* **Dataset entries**
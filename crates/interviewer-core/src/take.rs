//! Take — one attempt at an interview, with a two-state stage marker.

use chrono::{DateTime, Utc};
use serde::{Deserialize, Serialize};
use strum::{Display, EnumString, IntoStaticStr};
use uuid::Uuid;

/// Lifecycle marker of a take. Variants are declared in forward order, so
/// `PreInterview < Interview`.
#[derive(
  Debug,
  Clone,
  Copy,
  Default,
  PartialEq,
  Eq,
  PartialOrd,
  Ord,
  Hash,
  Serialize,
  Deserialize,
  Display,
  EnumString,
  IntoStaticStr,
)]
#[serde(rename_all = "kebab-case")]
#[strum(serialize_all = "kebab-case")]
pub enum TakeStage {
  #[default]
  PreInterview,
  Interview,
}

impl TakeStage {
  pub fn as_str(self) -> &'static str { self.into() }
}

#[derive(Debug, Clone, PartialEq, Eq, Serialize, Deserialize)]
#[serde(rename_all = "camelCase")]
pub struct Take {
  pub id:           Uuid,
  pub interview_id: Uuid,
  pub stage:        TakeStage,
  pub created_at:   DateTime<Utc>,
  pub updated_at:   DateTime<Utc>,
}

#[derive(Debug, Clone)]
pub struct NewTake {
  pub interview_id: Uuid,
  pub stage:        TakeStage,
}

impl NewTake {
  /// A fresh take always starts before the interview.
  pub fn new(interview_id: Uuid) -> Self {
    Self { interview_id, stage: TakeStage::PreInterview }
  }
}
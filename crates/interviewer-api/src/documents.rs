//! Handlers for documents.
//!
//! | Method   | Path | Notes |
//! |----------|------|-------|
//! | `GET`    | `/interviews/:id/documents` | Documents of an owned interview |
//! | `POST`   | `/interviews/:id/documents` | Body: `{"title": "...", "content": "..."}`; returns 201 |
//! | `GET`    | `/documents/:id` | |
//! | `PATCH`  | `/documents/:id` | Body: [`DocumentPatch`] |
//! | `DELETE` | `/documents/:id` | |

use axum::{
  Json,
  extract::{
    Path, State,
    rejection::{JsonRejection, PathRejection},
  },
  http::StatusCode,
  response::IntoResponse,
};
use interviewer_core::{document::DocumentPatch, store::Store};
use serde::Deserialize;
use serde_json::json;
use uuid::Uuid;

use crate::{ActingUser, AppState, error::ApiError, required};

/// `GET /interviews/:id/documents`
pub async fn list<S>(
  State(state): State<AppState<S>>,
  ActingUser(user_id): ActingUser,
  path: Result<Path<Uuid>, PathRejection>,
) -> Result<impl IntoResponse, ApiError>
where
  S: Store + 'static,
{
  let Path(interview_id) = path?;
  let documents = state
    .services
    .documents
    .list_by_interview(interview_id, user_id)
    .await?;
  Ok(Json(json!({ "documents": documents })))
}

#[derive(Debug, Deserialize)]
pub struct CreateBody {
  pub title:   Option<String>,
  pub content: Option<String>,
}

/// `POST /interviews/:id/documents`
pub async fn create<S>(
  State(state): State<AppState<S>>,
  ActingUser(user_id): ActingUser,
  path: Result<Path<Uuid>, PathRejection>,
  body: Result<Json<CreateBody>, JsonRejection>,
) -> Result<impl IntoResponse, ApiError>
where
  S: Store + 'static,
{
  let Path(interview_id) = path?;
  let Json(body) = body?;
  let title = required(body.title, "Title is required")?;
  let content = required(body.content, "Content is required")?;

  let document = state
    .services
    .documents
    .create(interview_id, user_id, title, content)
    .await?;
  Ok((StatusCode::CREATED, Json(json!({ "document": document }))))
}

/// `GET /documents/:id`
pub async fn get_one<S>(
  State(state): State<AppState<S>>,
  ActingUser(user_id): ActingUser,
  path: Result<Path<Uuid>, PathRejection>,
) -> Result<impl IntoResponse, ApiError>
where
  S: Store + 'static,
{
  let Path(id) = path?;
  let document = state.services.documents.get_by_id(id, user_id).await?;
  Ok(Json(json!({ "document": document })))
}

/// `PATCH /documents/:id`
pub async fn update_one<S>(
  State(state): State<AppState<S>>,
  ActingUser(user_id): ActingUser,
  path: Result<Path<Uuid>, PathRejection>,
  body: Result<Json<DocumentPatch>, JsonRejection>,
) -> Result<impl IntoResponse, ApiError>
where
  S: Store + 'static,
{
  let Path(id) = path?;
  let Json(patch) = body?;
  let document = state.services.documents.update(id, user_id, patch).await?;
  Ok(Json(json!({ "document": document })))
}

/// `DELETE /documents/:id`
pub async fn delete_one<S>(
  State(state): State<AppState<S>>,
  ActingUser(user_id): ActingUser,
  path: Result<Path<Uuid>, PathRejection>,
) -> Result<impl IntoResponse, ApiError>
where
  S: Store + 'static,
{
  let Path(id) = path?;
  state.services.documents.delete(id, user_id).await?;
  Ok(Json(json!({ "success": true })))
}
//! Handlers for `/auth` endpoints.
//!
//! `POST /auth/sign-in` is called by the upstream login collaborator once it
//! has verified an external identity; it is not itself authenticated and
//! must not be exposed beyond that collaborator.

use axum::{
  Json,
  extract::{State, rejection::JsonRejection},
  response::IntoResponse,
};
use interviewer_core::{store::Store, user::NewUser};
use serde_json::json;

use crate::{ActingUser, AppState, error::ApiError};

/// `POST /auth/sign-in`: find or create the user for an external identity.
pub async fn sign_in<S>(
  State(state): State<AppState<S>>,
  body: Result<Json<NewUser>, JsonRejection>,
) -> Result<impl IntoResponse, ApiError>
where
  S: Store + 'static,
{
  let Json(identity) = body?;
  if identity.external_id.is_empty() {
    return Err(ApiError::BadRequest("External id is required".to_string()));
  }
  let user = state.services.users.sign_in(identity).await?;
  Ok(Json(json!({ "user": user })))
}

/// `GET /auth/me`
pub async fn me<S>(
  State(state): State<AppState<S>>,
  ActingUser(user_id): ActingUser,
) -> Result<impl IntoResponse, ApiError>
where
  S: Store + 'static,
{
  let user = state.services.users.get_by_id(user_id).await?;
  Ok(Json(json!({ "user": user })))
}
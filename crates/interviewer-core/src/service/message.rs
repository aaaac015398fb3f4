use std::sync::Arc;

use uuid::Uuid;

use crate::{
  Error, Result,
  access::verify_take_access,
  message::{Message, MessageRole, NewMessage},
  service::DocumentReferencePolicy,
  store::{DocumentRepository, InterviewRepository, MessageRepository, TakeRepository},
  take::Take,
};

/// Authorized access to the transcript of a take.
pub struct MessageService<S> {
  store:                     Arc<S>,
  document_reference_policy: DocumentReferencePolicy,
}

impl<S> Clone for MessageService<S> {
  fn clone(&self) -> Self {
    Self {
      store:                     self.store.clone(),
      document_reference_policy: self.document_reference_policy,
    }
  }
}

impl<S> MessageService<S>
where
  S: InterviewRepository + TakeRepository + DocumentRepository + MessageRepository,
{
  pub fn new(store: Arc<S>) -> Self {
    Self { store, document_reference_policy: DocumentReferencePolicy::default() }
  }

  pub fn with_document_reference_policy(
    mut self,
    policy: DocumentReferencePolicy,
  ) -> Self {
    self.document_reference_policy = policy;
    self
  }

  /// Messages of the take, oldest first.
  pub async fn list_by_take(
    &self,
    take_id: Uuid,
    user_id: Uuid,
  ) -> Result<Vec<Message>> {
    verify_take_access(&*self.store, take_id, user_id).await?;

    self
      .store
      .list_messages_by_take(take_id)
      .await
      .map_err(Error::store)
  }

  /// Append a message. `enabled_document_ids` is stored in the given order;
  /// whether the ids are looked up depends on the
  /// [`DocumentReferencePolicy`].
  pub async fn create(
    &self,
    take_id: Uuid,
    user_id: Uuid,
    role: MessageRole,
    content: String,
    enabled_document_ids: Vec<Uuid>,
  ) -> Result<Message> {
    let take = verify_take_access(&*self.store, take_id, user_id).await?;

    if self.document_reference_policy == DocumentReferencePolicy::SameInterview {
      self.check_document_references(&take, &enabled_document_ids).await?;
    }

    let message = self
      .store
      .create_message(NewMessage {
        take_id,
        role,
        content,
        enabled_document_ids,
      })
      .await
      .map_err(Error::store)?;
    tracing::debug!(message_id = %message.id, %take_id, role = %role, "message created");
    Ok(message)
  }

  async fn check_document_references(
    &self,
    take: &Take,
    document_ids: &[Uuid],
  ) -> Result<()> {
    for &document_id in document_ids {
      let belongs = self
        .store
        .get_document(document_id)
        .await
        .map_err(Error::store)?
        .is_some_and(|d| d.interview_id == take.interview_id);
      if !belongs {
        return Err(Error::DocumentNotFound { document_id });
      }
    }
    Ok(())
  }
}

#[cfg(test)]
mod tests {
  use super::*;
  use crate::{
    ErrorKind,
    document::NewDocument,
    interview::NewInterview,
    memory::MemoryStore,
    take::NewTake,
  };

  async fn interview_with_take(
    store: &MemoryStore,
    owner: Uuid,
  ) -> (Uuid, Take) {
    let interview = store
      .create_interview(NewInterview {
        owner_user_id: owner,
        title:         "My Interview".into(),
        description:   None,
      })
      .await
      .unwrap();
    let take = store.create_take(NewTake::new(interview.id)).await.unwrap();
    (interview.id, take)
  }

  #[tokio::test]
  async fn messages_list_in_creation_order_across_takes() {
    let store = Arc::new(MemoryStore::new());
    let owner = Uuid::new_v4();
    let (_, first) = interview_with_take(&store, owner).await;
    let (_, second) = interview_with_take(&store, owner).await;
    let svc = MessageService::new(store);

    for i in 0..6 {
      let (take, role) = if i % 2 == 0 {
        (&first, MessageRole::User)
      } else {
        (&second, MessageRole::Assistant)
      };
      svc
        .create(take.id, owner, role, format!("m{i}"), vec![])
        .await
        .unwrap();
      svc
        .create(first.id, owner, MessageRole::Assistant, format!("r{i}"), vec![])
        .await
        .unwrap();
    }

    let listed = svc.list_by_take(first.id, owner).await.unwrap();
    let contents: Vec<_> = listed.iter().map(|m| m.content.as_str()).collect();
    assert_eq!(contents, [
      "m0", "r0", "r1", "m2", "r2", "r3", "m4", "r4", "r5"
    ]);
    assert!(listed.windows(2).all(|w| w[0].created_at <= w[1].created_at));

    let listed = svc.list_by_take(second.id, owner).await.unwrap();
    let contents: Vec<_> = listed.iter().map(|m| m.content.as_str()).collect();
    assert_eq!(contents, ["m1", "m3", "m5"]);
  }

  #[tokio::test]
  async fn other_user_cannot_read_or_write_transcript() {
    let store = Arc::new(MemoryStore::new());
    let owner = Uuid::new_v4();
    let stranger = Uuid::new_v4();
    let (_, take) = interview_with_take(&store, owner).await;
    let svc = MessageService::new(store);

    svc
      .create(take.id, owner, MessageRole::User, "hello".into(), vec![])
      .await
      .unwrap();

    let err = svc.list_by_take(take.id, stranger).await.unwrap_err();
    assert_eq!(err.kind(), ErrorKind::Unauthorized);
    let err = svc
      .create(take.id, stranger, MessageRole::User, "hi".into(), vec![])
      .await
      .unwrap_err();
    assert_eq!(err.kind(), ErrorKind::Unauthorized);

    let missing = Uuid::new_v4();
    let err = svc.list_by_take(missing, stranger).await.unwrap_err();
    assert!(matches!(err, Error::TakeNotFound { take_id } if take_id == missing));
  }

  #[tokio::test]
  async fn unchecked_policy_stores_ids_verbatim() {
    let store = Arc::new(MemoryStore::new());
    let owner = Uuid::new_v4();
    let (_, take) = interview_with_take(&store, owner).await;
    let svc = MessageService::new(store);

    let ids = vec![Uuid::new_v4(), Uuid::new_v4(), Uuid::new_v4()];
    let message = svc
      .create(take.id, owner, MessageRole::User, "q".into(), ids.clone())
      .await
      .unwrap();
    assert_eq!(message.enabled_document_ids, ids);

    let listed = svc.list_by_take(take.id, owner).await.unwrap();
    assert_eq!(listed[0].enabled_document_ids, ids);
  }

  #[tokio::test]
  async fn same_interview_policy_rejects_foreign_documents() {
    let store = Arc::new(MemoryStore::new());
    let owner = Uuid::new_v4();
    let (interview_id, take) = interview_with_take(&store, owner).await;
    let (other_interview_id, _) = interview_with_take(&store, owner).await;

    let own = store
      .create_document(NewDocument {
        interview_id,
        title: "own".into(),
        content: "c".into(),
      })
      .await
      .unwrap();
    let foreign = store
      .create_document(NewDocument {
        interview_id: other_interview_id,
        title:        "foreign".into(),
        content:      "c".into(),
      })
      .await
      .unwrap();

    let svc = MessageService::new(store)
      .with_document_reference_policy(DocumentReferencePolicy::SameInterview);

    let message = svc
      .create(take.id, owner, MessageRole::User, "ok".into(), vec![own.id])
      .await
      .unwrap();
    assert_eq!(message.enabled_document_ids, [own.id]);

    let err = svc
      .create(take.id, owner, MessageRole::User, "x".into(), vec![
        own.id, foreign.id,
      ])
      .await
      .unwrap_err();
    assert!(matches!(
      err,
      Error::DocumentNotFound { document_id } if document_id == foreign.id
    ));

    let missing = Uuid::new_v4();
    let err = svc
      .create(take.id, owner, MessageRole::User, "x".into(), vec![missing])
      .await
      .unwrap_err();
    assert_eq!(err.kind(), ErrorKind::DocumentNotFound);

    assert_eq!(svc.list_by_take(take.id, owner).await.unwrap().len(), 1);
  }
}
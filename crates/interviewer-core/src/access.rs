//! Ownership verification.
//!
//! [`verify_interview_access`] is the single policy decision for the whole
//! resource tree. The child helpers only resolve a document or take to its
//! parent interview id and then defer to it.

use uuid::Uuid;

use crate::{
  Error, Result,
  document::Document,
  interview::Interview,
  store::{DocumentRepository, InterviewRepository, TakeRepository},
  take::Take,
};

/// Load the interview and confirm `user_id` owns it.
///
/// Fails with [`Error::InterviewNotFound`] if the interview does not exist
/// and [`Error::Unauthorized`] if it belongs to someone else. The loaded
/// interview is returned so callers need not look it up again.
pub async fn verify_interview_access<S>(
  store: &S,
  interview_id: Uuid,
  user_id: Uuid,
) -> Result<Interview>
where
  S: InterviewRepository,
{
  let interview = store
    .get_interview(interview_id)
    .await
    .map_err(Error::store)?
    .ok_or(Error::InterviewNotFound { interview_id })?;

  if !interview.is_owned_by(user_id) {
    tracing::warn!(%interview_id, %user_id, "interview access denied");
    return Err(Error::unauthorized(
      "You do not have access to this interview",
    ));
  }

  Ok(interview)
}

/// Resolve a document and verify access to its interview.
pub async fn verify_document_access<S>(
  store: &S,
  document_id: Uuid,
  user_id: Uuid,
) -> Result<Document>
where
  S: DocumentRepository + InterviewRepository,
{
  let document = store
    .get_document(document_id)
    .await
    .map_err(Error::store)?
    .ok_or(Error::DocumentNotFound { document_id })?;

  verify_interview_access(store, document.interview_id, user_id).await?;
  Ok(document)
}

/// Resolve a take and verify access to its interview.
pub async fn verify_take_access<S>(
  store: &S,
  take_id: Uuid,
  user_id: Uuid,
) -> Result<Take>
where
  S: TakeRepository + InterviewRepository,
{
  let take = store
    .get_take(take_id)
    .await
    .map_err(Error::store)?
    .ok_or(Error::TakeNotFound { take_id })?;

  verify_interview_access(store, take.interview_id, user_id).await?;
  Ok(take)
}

* **ACTIVITY**
From the entries above, return each line with the word "EnumString" in it.

* **TASK SOLUTION**
use strum::{Display, EnumString, IntoStaticStr};
  EnumString,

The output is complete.